** Problem statement **
Type the entries out once more. Match them exactly.

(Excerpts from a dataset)

^^^^^^^^

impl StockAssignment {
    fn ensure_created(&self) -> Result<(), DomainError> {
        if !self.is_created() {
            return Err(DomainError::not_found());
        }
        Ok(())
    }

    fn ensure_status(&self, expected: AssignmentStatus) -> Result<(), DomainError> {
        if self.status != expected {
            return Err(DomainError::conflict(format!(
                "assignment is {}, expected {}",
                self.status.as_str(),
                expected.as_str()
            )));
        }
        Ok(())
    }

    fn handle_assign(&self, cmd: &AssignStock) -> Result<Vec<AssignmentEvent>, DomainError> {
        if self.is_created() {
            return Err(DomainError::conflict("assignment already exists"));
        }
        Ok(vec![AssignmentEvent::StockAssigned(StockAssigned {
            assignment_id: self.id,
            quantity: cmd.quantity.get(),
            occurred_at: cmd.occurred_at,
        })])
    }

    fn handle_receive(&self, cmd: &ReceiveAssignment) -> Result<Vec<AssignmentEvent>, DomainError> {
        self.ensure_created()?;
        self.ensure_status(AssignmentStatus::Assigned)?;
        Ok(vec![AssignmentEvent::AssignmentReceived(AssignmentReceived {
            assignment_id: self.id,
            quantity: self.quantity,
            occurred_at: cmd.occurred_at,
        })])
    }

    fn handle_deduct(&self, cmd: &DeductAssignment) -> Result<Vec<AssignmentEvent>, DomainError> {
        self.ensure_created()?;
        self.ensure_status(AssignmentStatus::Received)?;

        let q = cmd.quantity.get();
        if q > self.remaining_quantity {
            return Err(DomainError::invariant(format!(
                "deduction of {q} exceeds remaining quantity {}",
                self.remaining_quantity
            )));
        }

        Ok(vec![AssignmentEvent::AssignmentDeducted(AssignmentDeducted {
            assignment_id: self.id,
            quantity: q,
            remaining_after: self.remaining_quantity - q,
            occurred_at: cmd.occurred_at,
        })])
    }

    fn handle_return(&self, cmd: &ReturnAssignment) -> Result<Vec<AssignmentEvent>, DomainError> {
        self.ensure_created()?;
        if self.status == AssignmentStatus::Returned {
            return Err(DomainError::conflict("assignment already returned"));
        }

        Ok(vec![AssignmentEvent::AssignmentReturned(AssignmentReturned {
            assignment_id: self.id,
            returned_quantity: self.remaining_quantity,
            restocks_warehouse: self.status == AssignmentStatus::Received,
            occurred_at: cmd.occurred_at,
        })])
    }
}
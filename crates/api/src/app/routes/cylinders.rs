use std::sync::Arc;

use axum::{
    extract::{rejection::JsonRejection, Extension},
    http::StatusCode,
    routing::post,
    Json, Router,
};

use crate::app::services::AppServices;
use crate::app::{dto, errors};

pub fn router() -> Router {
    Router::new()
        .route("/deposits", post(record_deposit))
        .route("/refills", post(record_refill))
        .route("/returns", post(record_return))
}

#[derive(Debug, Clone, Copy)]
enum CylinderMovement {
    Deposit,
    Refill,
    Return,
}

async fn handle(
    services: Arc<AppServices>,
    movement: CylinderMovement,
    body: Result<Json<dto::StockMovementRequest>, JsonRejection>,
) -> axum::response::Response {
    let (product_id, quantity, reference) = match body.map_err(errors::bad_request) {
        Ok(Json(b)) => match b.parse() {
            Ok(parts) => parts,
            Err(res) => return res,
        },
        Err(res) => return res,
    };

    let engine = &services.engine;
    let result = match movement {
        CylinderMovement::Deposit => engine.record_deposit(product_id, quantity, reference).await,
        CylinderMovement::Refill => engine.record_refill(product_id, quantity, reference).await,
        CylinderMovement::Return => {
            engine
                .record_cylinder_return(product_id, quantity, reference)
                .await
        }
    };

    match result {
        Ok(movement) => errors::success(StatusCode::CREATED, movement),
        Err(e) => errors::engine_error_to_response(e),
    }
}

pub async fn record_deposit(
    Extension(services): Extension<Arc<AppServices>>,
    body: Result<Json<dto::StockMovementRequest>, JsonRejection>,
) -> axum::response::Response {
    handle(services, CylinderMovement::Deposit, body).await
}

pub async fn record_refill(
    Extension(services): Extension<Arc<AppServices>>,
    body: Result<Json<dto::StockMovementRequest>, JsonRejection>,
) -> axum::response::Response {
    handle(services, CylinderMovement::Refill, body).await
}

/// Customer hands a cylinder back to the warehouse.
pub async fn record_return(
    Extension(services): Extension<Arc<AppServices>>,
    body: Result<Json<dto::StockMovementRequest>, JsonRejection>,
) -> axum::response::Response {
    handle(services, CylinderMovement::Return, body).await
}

^^^^^^^^

** Result for this task **
impl StockAssignment {
    fn ensure_created(&self) -> Result<(), DomainError> {
        if !self.is_created() {
            return Err(DomainError::not_found());
        }
        Ok(())
    }

    fn ensure_status(&self, expected: AssignmentStatus) -> Result<(), DomainError> {
        if self.status != expected {
            return Err(DomainError::conflict(format!(
                "assignment is {}, expected {}",
                self.status.as_str(),
                expected.as_str()
            )));
        }
        Ok(())
    }

    fn handle_assign(&self, cmd: &AssignStock) -> Result<Vec<AssignmentEvent>, DomainError> {
        if self.is_created() {
            return Err(DomainError::conflict("assignment already exists"));
        }
        Ok(vec![AssignmentEvent::StockAssigned(StockAssigned {
            assignment_id: self.id,
            quantity: cmd.quantity.get(),
            occurred_at: cmd.occurred_at,
        })])
    }

    fn handle_receive(&self, cmd: &ReceiveAssignment) -> Result<Vec<AssignmentEvent>, DomainError> {
        self.ensure_created()?;
        self.ensure_status(AssignmentStatus::Assigned)?;
        Ok(vec![AssignmentEvent::AssignmentReceived(AssignmentReceived {
            assignment_id: self.id,
            quantity: self.quantity,
            occurred_at: cmd.occurred_at,
        })])
    }

    fn handle_deduct(&self, cmd: &DeductAssignment) -> Result<Vec<AssignmentEvent>, DomainError> {
        self.ensure_created()?;
        self.ensure_status(AssignmentStatus::Received)?;

        let q = cmd.quantity.get();
        if q > self.remaining_quantity {
            return Err(DomainError::invariant(format!(
                "deduction of {q} exceeds remaining quantity {}",
                self.remaining_quantity
            )));
        }

        Ok(vec![AssignmentEvent::AssignmentDeducted(AssignmentDeducted {
            assignment_id: self.id,
            quantity: q,
            remaining_after: self.remaining_quantity - q,
            occurred_at: cmd.occurred_at,
        })])
    }

    fn handle_return(&self, cmd: &ReturnAssignment) -> Result<Vec<AssignmentEvent>, DomainError> {
        self.ensure_created()?;
        if self.status == AssignmentStatus::Returned {
            return Err(DomainError::conflict("assignment already returned"));
        }

        Ok(vec![AssignmentEvent::AssignmentReturned(AssignmentReturned {
            assignment_id: self.id,
            returned_quantity: self.remaining_quantity,
            restocks_warehouse: self.status == AssignmentStatus::Received,
            occurred_at: cmd.occurred_at,
        })])
    }
}
filename crates/api/src/app/routes/cylinders.rs
use std::sync::Arc;

use axum::{
    extract::{rejection::JsonRejection, Extension},
    http::StatusCode,
    routing::post,
    Json, Router,
};

use crate::app::services::AppServices;
use crate::app::{dto, errors};

pub fn router() -> Router {
    Router::new()
        .route("/deposits", post(record_deposit))
        .route("/refills", post(record_refill))
        .route("/returns", post(record_return))
}

#[derive(Debug, Clone, Copy)]
enum CylinderMovement {
    Deposit,
    Refill,
    Return,
}

async fn handle(
    services: Arc<AppServices>,
    movement: CylinderMovement,
    body: Result<Json<dto::StockMovementRequest>, JsonRejection>,
) -> axum::response::Response {
    let (product_id, quantity, reference) = match body.map_err(errors::bad_request) {
        Ok(Json(b)) => match b.parse() {
            Ok(parts) => parts,
            Err(res) => return res,
        },
        Err(res) => return res,
    };

    let engine = &services.engine;
    let result = match movement {
        CylinderMovement::Deposit => engine.record_deposit(product_id, quantity, reference).await,
        CylinderMovement::Refill => engine.record_refill(product_id, quantity, reference).await,
        CylinderMovement::Return => {
            engine
                .record_cylinder_return(product_id, quantity, reference)
                .await
        }
    };

    match result {
        Ok(movement) => errors::success(StatusCode::CREATED, movement),
        Err(e) => errors::engine_error_to_response(e),
    }
}

pub async fn record_deposit(
    Extension(services): Extension<Arc<AppServices>>,
    body: Result<Json<dto::StockMovementRequest>, JsonRejection>,
) -> axum::response::Response {
    handle(services, CylinderMovement::Deposit, body).await
}

pub async fn record_refill(
    Extension(services): Extension<Arc<AppServices>>,
    body: Result<Json<dto::StockMovementRequest>, JsonRejection>,
) -> axum::response::Response {
    handle(services, CylinderMovement::Refill, body).await
}

/// Customer hands a cylinder back to the warehouse.
pub async fn record_return(
    Extension(services): Extension<Arc<AppServices>>,
    body: Result<Json<dto::StockMovementRequest>, JsonRejection>,
) -> axum::response::Response {
    handle(services, CylinderMovement::Return, body).await
}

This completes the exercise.